Stored data entries

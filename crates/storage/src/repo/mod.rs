use domain::{Error, Stats};

use crate::Db;

mod comments;
mod prayers;
mod testimonials;

pub(crate) fn internal(e: sqlx::Error) -> Error {
    Error::Internal(e.into())
}

/// Identifiers are numeric under the hood; anything unparseable cannot
/// name a stored row.
pub(crate) fn parse_id(id: &str, kind: &'static str) -> Result<i64, Error> {
    id.parse::<i64>().map_err(|_| Error::NotFound(kind))
}

impl Db {
    pub(crate) async fn aggregate_stats(&self) -> Result<Stats, Error> {
        let (total_prayers, total_hearts): (i64, i64) = sqlx::query_as(
            "SELECT COUNT(*), COALESCE(SUM(hearts), 0) FROM prayers",
        )
        .fetch_one(&self.pool)
        .await
        .map_err(internal)?;

        let total_comments: i64 = sqlx::query_scalar("SELECT COUNT(*) FROM comments")
            .fetch_one(&self.pool)
            .await
            .map_err(internal)?;

        Ok(Stats {
            total_prayers,
            total_hearts,
            total_comments,
        })
    }
}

** Problem description **
Where a line in the records above contains the word "self", include it in the count; state the total and nothing more.

** Final answer **
3